According to an article carried by Kaieteur News (KN, 22 June 2018), “Less than 300 taxpayers account for 68 percent of GRA total revenue.”  The article continues: “Kaieteur News understands that these 300 taxpayers account for both companies and persons who opted to remove themselves from the corporate person into an individual person.”  This is a difficult sentence to understand.  These 300 taxpayers seem to include both companies and persons but that the identity of some persons was swallowed up by corporations.  Some of these companies have now become individual persons and file as individuals to save on taxes.  If so, how many of the 300 taxpayers are persons? Whatever the interpretation of this quizzical sentence, most business in Guyana are family-owned or owned by a single person. Large corporations employing more than 75 persons are an atypical feature of Guyana’s economy. I hazard a guess that there are no more than a two dozen such private corporations operating in Guyana.  Given this background, I posit that most of these 300 hundred taxpayers – probably around 280 or so – are in fact individual persons. The rest of the arguments stands or falls on the validity of this assumption.

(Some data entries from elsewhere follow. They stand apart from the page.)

//! Repository operations used by the committer

use anyhow::{Context, Result};
use chrono::{DateTime, FixedOffset};
use git2::{DiffFormat, DiffOptions, Oid, Repository, Signature, Time};
use std::path::{Path, PathBuf};

/// Thin wrapper around a git2 repository
pub struct GitRepo {
    repo: Repository,
}

impl GitRepo {
    /// Open a repository at the given path
    pub fn open(path: &Path) -> Result<Self> {
        let repo = Repository::discover(path)
            .with_context(|| format!("Failed to find git repository at {}", path.display()))?;

        if repo.is_bare() {
            anyhow::bail!("Repository at {} has no working tree", path.display());
        }

        Ok(Self { repo })
    }

    pub fn inner(&self) -> &Repository {
        &self.repo
    }

    /// Root of the working tree
    pub fn workdir(&self) -> Result<PathBuf> {
        let workdir = self
            .repo
            .workdir()
            .context("Repository has no working tree")?;

        Ok(workdir.canonicalize().unwrap_or_else(|_| workdir.to_path_buf()))
    }

    /// Committer time of HEAD, in the offset it was recorded with
    pub fn head_time(&self) -> Result<DateTime<FixedOffset>> {
        let head = self
            .repo
            .head()
            .and_then(|h| h.peel_to_commit())
            .context("Repository has no commits yet")?;

        let when = head.committer().when();
        git_time_to_datetime(when)
    }

    /// Check whether a path inside the working tree is itself a git repository
    pub fn is_nested_repo(&self, path: &str) -> bool {
        self.repo
            .workdir()
            .map(|w| w.join(path).join(".git").is_dir())
            .unwrap_or(false)
    }

    /// Stage a path
    pub fn add(&self, path: &str) -> Result<()> {
        let mut index = self.repo.index()?;
        index
            .add_path(Path::new(path))
            .with_context(|| format!("Failed to stage {}", path))?;
        index.write()?;
        Ok(())
    }

    /// Remove a path from the index
    pub fn remove(&self, path: &str) -> Result<()> {
        let mut index = self.repo.index()?;
        index
            .remove_path(Path::new(path))
            .with_context(|| format!("Failed to remove {} from the index", path))?;
        index.write()?;
        Ok(())
    }

    /// Commit the current index on top of HEAD, with both author and committer dated `when`
    pub fn commit_at(&self, message: &str, when: DateTime<FixedOffset>) -> Result<Oid> {
        let default_sig = self
            .repo
            .signature()
            .context("No git identity configured (set user.name and user.email)")?;
        let time = Time::new(when.timestamp(), when.offset().local_minus_utc() / 60);

        let name = default_sig.name().unwrap_or("Unknown");
        let email = default_sig.email().unwrap_or("");
        let signature = Signature::new(name, email, &time)?;

        let mut index = self.repo.index()?;
        let tree_id = index.write_tree()?;
        let tree = self.repo.find_tree(tree_id)?;
        let parent = self.repo.head()?.peel_to_commit()?;

        let oid = self
            .repo
            .commit(Some("HEAD"), &signature, &signature, message, &tree, &[&parent])
            .context("Failed to create commit")?;

        Ok(oid)
    }

    /// Unstaged patch text for one path, or `None` if the index and working tree agree
    pub fn unstaged_patch(&self, path: &str) -> Result<Option<String>> {
        let mut opts = DiffOptions::new();
        opts.pathspec(path).disable_pathspec_match(true);

        let diff = self.repo.diff_index_to_workdir(None, Some(&mut opts))?;

        let mut patch = Vec::new();
        diff.print(DiffFormat::Patch, |_, _, line| {
            match line.origin() {
                '+' | '-' | ' ' => patch.push(line.origin() as u8),
                _ => {}
            }
            patch.extend_from_slice(line.content());
            true
        })?;

        if patch.is_empty() {
            return Ok(None);
        }

        Ok(Some(String::from_utf8_lossy(&patch).into_owned()))
    }
}

/// Convert a git timestamp into a chrono datetime in the recorded offset
pub fn git_time_to_datetime(time: Time) -> Result<DateTime<FixedOffset>> {
    let offset = FixedOffset::east_opt(time.offset_minutes() * 60)
        .with_context(|| format!("Invalid timezone offset: {} minutes", time.offset_minutes()))?;

    let utc = DateTime::from_timestamp(time.seconds(), 0)
        .with_context(|| format!("Invalid commit timestamp: {}", time.seconds()))?;

    Ok(utc.with_timezone(&offset))
}

#[cfg(test)]
pub(crate) mod test_support {
    use super::*;
    use std::fs;
    use tempfile::TempDir;

    /// Init a repository with an identity and one commit of `README.md` at `when`
    pub fn init_repo(when: DateTime<FixedOffset>) -> (TempDir, GitRepo) {
        let dir = TempDir::new().unwrap();
        let repo = Repository::init(dir.path()).unwrap();
        {
            let mut config = repo.config().unwrap();
            config.set_str("user.name", "Test User").unwrap();
            config.set_str("user.email", "test@example.com").unwrap();
        }

        fs::write(dir.path().join("README.md"), "# test\n").unwrap();

        let mut index = repo.index().unwrap();
        index.add_path(Path::new("README.md")).unwrap();
        index.write().unwrap();
        let tree_id = index.write_tree().unwrap();
        let tree = repo.find_tree(tree_id).unwrap();

        let time = Time::new(when.timestamp(), when.offset().local_minus_utc() / 60);
        let sig = Signature::new("Test User", "test@example.com", &time).unwrap();
        repo.commit(Some("HEAD"), &sig, &sig, "initial", &tree, &[]).unwrap();
        drop(tree);

        (dir, GitRepo { repo })
    }
}

#[cfg(test)]
mod tests {
    use super::test_support::init_repo;
    use super::*;
    use std::fs;

    fn at(s: &str) -> DateTime<FixedOffset> {
        DateTime::parse_from_rfc3339(s).unwrap()
    }

    #[test]
    fn test_head_time_keeps_offset() {
        let when = at("2024-05-02T08:30:00+05:30");
        let (_dir, repo) = init_repo(when);

        let head = repo.head_time().unwrap();
        assert_eq!(head, when);
        assert_eq!(head.offset().local_minus_utc(), 5 * 3600 + 30 * 60);
    }

    #[test]
    fn test_commit_at_sets_both_dates() {
        let (dir, repo) = init_repo(at("2024-05-01T00:00:00+00:00"));
        fs::write(dir.path().join("notes.txt"), "hello\n").unwrap();

        let when = at("2024-05-03T12:00:00-04:00");
        repo.add("notes.txt").unwrap();
        let oid = repo.commit_at("chore add notes.txt", when).unwrap();

        let commit = repo.inner().find_commit(oid).unwrap();
        assert_eq!(commit.message(), Some("chore add notes.txt"));
        assert_eq!(git_time_to_datetime(commit.author().when()).unwrap(), when);
        assert_eq!(git_time_to_datetime(commit.committer().when()).unwrap(), when);
        assert_eq!(repo.head_time().unwrap(), when);
        assert_eq!(commit.parent_count(), 1);
    }

    #[test]
    fn test_remove_stages_deletion() {
        let (dir, repo) = init_repo(at("2024-05-01T00:00:00+00:00"));
        fs::remove_file(dir.path().join("README.md")).unwrap();

        repo.remove("README.md").unwrap();
        let oid = repo.commit_at("chore rm README.md", at("2024-05-02T00:00:00+00:00")).unwrap();

        let tree = repo.inner().find_commit(oid).unwrap().tree().unwrap();
        assert!(tree.get_name("README.md").is_none());
    }

    #[test]
    fn test_unstaged_patch() {
        let (dir, repo) = init_repo(at("2024-05-01T00:00:00+00:00"));
        assert!(repo.unstaged_patch("README.md").unwrap().is_none());

        fs::write(dir.path().join("README.md"), "# test\nmore\n").unwrap();
        let patch = repo.unstaged_patch("README.md").unwrap().unwrap();
        assert!(patch.contains("+more"));
    }

    #[test]
    fn test_is_nested_repo() {
        let (dir, repo) = init_repo(at("2024-05-01T00:00:00+00:00"));
        Repository::init(dir.path().join("vendor/lib")).unwrap();
        fs::create_dir_all(dir.path().join("plain")).unwrap();

        assert!(repo.is_nested_repo("vendor/lib/"));
        assert!(!repo.is_nested_repo("plain"));
        assert!(!repo.is_nested_repo("README.md"));
    }
}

Since GRA raked in $170 billion in revenue in 2017, these 300 taxpayers, who accounted for 68 percent of this amount, paid $115.6 in taxes. If tax-avoidance results in 30-40 percent loss (SN, 26 January 2018) of the revenue GRA collected in 2017, then in the absence of this phenomenon total revenue would have been about $240. It is both conceivable and reasonable that tax-avoidance is highest among the poor and relatively poor, which does not change the fact that these 300 top taxpayers paid $115.6 billion.  In the absence of tax evasion, these 300 taxpayers would account for 47.9 percent total tax revenue collected by GRA instead of 68 percent.  What does this say about inequality in Guyana?  Does it mean these 300 richest taxpayers commanded 47.9 percent of all income (not wealth as income is not the same as wealth) generated in 2017?  If so, then, in more dramatic terms, almost half all of Guyana’s income in 2107 went to 0.04 percent of its population (the wealthiest 1 of America households own 40 percent of the country’s wealth).  If this reasoning is correct, then income, and mostly likely wealth, distribution in Guyana is incredibly unequal.  With such a scenario, GDP per capita makes little sense.  As an average, it tells us as much about income distribution as the man who had his head in the oven and his feet in the refrigerator.  His average body temperature was just right but he was dead! With its weak institutions, dilapidated and prehistoric infrastructure, bitter ethnic competition and massive corruption, the coming oil wealth, set to inundate the country from 2020, will probably turn from a blessing into a curse. In either case, but the latter more than the former, inequality in Guyana will rise even further. If nothing is done, Guyana may very well become a very rich but very unequal country, which brings in its train many evils – social instability, massive crime, poor heath and declining life span, among others.

It is time the Government devote adequate resources to a comprehensive study of inequality – at the national and regional levels, by ethnicity, rural and urban areas.  This must be done before the oil wells begin to shower manna from heaven in 2020.